*WHAT YOU SHOULD DO*:
Tally the lines in the data below in which the word "pullConfirmInLocal" occurs, then give only the total.

+---+

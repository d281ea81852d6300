//! Consumer configuration.

use std::fmt;

use serde::Serialize;

use crate::config::{parse_value, ClientConfig};
use crate::constants::*;
use crate::consumer::{
    default_push_fetch_thread_count, normalize_consume_model, normalize_push_fetch_thread_count,
    ConsumeModel,
};
use crate::error::{ClientError, ClientResult};
use crate::log::{debug, trace, warn};
use crate::master::MasterInfo;
use crate::util::{is_blank, is_identifier};

/// Configuration of a consumer.
///
/// The consumer group is validated once, at construction, and cannot be
/// changed afterwards. All other settings have defaults and can be tuned
/// before the configuration is handed to the consumer runtime. Only the
/// consume model and the push fetch thread count are normalized by their
/// setters; every other value is stored as given.
///
/// The field order below is the order of the diagnostic output.
#[derive(Clone, Debug, PartialEq, Eq, Serialize)]
pub struct ConsumerConfig {
    #[serde(rename = "consumerGroup")]
    consumer_group: String,
    #[serde(rename = "maxSubInfoReportIntvlTimes")]
    max_sub_info_report_interval_times: i32,
    #[serde(rename = "consumeModel")]
    consume_model: i32,
    #[serde(rename = "msgNotFoundWaitPeriodMs")]
    msg_not_found_wait_period_ms: i64,
    #[serde(rename = "shutDownRebalanceWaitPeriodMs")]
    shutdown_rebalance_wait_period_ms: i64,
    #[serde(rename = "pushFetchThreadCnt")]
    push_fetch_thread_count: i32,
    #[serde(rename = "pushListenerWaitTimeoutRollBack")]
    push_listener_wait_timeout_rollback: bool,
    #[serde(rename = "pushListenerThrowedRollBack")]
    push_listener_throwed_rollback: bool,
    #[serde(rename = "pushListenerWaitPeriodMs")]
    push_listener_wait_period_ms: i64,
    #[serde(rename = "pullRebConfirmTimeoutRollBack")]
    pull_reb_confirm_timeout_rollback: bool,
    #[serde(rename = "pullConfirmWaitPeriodMs")]
    pull_reb_confirm_wait_period_ms: i64,
    #[serde(rename = "pullProtectConfirmTimeoutPeriodMs")]
    pull_protect_confirm_timeout_ms: i64,
    #[serde(rename = "pullConfirmInLocal")]
    pull_confirm_in_local: bool,
    #[serde(rename = "ClientConfig")]
    client_config: ClientConfig,
}

impl ConsumerConfig {
    /// Creates a consumer configuration, resolving the master cluster from a
    /// comma-separated `host:port` list.
    pub fn new(
        local_host: &str,
        master_addr_info: &str,
        consumer_group: &str,
    ) -> ClientResult<ConsumerConfig> {
        let client_config = ClientConfig::new(local_host, master_addr_info)?;
        ConsumerConfig::from_client_config(client_config, consumer_group)
    }

    /// Creates a consumer configuration from a resolved master descriptor.
    pub fn with_master_info(
        local_host: &str,
        master_info: MasterInfo,
        consumer_group: &str,
    ) -> ClientResult<ConsumerConfig> {
        let client_config = ClientConfig::with_master_info(local_host, master_info)?;
        ConsumerConfig::from_client_config(client_config, consumer_group)
    }

    fn from_client_config(
        client_config: ClientConfig,
        consumer_group: &str,
    ) -> ClientResult<ConsumerConfig> {
        let consumer_group = validate_group_name(consumer_group).map_err(|e| {
            warn!("Rejected consumer group {:?}: {}", consumer_group, e);
            e
        })?;
        debug!("Created consumer config for group {}", consumer_group);
        Ok(ConsumerConfig {
            consumer_group: consumer_group.to_string(),
            max_sub_info_report_interval_times: MAX_SUBSCRIBE_REPORT_INTERVAL_TIMES,
            consume_model: DEFAULT_CONSUME_MODEL,
            msg_not_found_wait_period_ms: DEFAULT_MSG_NOT_FOUND_WAIT_PERIOD_MS,
            shutdown_rebalance_wait_period_ms: DEFAULT_SHUTDOWN_REBALANCE_WAIT_PERIOD_MS,
            push_fetch_thread_count: default_push_fetch_thread_count(),
            push_listener_wait_timeout_rollback: true,
            push_listener_throwed_rollback: false,
            push_listener_wait_period_ms: DEFAULT_PUSH_LISTENER_WAIT_PERIOD_MS,
            pull_reb_confirm_timeout_rollback: true,
            pull_reb_confirm_wait_period_ms: DEFAULT_PULL_REB_CONFIRM_WAIT_PERIOD_MS,
            pull_protect_confirm_timeout_ms: DEFAULT_PULL_PROTECT_CONFIRM_WAIT_PERIOD_MS,
            pull_confirm_in_local: false,
            client_config,
        })
    }

    /// Returns the trimmed consumer group name.
    pub fn consumer_group(&self) -> &str {
        &self.consumer_group
    }

    /// Returns the embedded base client configuration.
    pub fn client_config(&self) -> &ClientConfig {
        &self.client_config
    }

    /// Returns the embedded base client configuration for tuning.
    pub fn client_config_mut(&mut self) -> &mut ClientConfig {
        &mut self.client_config
    }

    /// Returns the raw consume model: -1, 0 or 1.
    pub fn consume_model(&self) -> i32 {
        self.consume_model
    }

    /// Returns the consume model as a typed value.
    pub fn consume_model_kind(&self) -> ConsumeModel {
        ConsumeModel::from_raw(self.consume_model)
    }

    /// Sets the consume model. Any positive value is stored as 1, any
    /// negative value as -1.
    pub fn set_consume_model(&mut self, consume_model: i32) -> &mut ConsumerConfig {
        let normalized = normalize_consume_model(consume_model);
        if normalized != consume_model {
            debug!("consumeModel {} normalized to {}", consume_model, normalized);
        }
        self.consume_model = normalized;
        self
    }

    pub fn max_sub_info_report_interval_times(&self) -> i32 {
        self.max_sub_info_report_interval_times
    }

    pub fn set_max_sub_info_report_interval_times(&mut self, times: i32) -> &mut ConsumerConfig {
        self.max_sub_info_report_interval_times = times;
        self
    }

    pub fn msg_not_found_wait_period_ms(&self) -> i64 {
        self.msg_not_found_wait_period_ms
    }

    pub fn set_msg_not_found_wait_period_ms(&mut self, period_ms: i64) -> &mut ConsumerConfig {
        self.msg_not_found_wait_period_ms = period_ms;
        self
    }

    pub fn shutdown_rebalance_wait_period_ms(&self) -> i64 {
        self.shutdown_rebalance_wait_period_ms
    }

    pub fn set_shutdown_rebalance_wait_period_ms(&mut self, period_ms: i64) -> &mut ConsumerConfig {
        self.shutdown_rebalance_wait_period_ms = period_ms;
        self
    }

    pub fn push_fetch_thread_count(&self) -> i32 {
        self.push_fetch_thread_count
    }

    /// Sets the number of push fetch threads. A value of zero or less is
    /// replaced by [`default_push_fetch_thread_count`].
    pub fn set_push_fetch_thread_count(&mut self, thread_count: i32) -> &mut ConsumerConfig {
        let normalized = normalize_push_fetch_thread_count(thread_count);
        if normalized != thread_count {
            debug!(
                "pushFetchThreadCnt {} replaced by default {}",
                thread_count, normalized
            );
        }
        self.push_fetch_thread_count = normalized;
        self
    }

    pub fn push_listener_wait_timeout_rollback(&self) -> bool {
        self.push_listener_wait_timeout_rollback
    }

    pub fn set_push_listener_wait_timeout_rollback(&mut self, rollback: bool) -> &mut ConsumerConfig {
        self.push_listener_wait_timeout_rollback = rollback;
        self
    }

    pub fn push_listener_throwed_rollback(&self) -> bool {
        self.push_listener_throwed_rollback
    }

    pub fn set_push_listener_throwed_rollback(&mut self, rollback: bool) -> &mut ConsumerConfig {
        self.push_listener_throwed_rollback = rollback;
        self
    }

    pub fn push_listener_wait_period_ms(&self) -> i64 {
        self.push_listener_wait_period_ms
    }

    pub fn set_push_listener_wait_period_ms(&mut self, period_ms: i64) -> &mut ConsumerConfig {
        self.push_listener_wait_period_ms = period_ms;
        self
    }

    pub fn pull_reb_confirm_timeout_rollback(&self) -> bool {
        self.pull_reb_confirm_timeout_rollback
    }

    pub fn set_pull_reb_confirm_timeout_rollback(&mut self, rollback: bool) -> &mut ConsumerConfig {
        self.pull_reb_confirm_timeout_rollback = rollback;
        self
    }

    pub fn pull_reb_confirm_wait_period_ms(&self) -> i64 {
        self.pull_reb_confirm_wait_period_ms
    }

    pub fn set_pull_reb_confirm_wait_period_ms(&mut self, period_ms: i64) -> &mut ConsumerConfig {
        self.pull_reb_confirm_wait_period_ms = period_ms;
        self
    }

    pub fn pull_protect_confirm_timeout_ms(&self) -> i64 {
        self.pull_protect_confirm_timeout_ms
    }

    pub fn set_pull_protect_confirm_timeout_ms(&mut self, timeout_ms: i64) -> &mut ConsumerConfig {
        self.pull_protect_confirm_timeout_ms = timeout_ms;
        self
    }

    pub fn pull_confirm_in_local(&self) -> bool {
        self.pull_confirm_in_local
    }

    pub fn set_pull_confirm_in_local(&mut self, in_local: bool) -> &mut ConsumerConfig {
        self.pull_confirm_in_local = in_local;
        self
    }

    /// Sets a parameter by its diagnostic name, e.g. `"consumeModel"`.
    ///
    /// Names that are not consumer settings are forwarded to the embedded
    /// [`ClientConfig`]. `consumerGroup` is fixed at construction.
    pub fn set(&mut self, key: &str, value: &str) -> ClientResult<&mut ConsumerConfig> {
        trace!("Setting consumer property {} = {}", key, value);
        match key {
            "consumeModel" => {
                self.set_consume_model(parse_value(key, value)?);
            }
            "maxSubInfoReportIntvlTimes" => {
                self.set_max_sub_info_report_interval_times(parse_value(key, value)?);
            }
            "msgNotFoundWaitPeriodMs" => {
                self.set_msg_not_found_wait_period_ms(parse_value(key, value)?);
            }
            "shutDownRebalanceWaitPeriodMs" => {
                self.set_shutdown_rebalance_wait_period_ms(parse_value(key, value)?);
            }
            "pushFetchThreadCnt" => {
                self.set_push_fetch_thread_count(parse_value(key, value)?);
            }
            "pushListenerWaitTimeoutRollBack" => {
                self.set_push_listener_wait_timeout_rollback(parse_value(key, value)?);
            }
            "pushListenerThrowedRollBack" => {
                self.set_push_listener_throwed_rollback(parse_value(key, value)?);
            }
            "pushListenerWaitPeriodMs" => {
                self.set_push_listener_wait_period_ms(parse_value(key, value)?);
            }
            "pullRebConfirmTimeoutRollBack" => {
                self.set_pull_reb_confirm_timeout_rollback(parse_value(key, value)?);
            }
            "pullConfirmWaitPeriodMs" => {
                self.set_pull_reb_confirm_wait_period_ms(parse_value(key, value)?);
            }
            "pullProtectConfirmTimeoutPeriodMs" => {
                self.set_pull_protect_confirm_timeout_ms(parse_value(key, value)?);
            }
            "pullConfirmInLocal" => {
                self.set_pull_confirm_in_local(parse_value(key, value)?);
            }
            "consumerGroup" => {
                return Err(ClientError::invalid_value(
                    key,
                    value,
                    "fixed at construction",
                ));
            }
            _ => {
                self.client_config.set(key, value)?;
            }
        }
        Ok(self)
    }

    /// Applies every `(key, value)` pair with [`ConsumerConfig::set`],
    /// stopping at the first failure.
    pub fn set_all<I, K, V>(&mut self, properties: I) -> ClientResult<&mut ConsumerConfig>
    where
        I: IntoIterator<Item = (K, V)>,
        K: AsRef<str>,
        V: AsRef<str>,
    {
        for (key, value) in properties {
            self.set(key.as_ref(), value.as_ref())?;
        }
        Ok(self)
    }

    /// Returns the diagnostic representation used in logs.
    ///
    /// The output is an object literal keyed `"ConsumerConfig"` holding every
    /// consumer field followed by the base configuration under
    /// `"ClientConfig"`. It is meant for humans and log scraping only.
    pub fn to_diagnostic_string(&self) -> String {
        self.to_string()
    }
}

impl fmt::Display for ConsumerConfig {
    fn fmt(&self, f: &mut fmt::Formatter) -> fmt::Result {
        let json = serde_json::to_string(self).map_err(|_| fmt::Error)?;
        write!(f, "\"ConsumerConfig\":{}", json)
    }
}

/// Checks a consumer group name and returns it trimmed.
///
/// The trimmed name must not be blank, must be at most
/// [`MAX_GROUP_NAME_LENGTH`] characters long, and must start with a letter
/// followed only by letters, digits, hyphens or underscores.
///
/// Trimming follows [`str::trim`]: Unicode whitespace such as U+2003 is
/// stripped, while ASCII control characters such as U+0001 are kept and then
/// fail the letter rule.
pub fn validate_group_name(consumer_group: &str) -> ClientResult<&str> {
    if is_blank(consumer_group) {
        return Err(ClientError::invalid_argument("consumerGroup is blank"));
    }
    let consumer_group = consumer_group.trim();
    if consumer_group.chars().count() > MAX_GROUP_NAME_LENGTH {
        return Err(ClientError::invalid_argument(format!(
            "the max length of consumerGroup is {} characters",
            MAX_GROUP_NAME_LENGTH
        )));
    }
    if !is_identifier(consumer_group) {
        return Err(ClientError::invalid_argument(
            "the value of consumerGroup must begin with a letter, \
             can only contain characters, numbers, hyphen, and underscores",
        ));
    }
    Ok(consumer_group)
}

+---+

*RESULT*:
2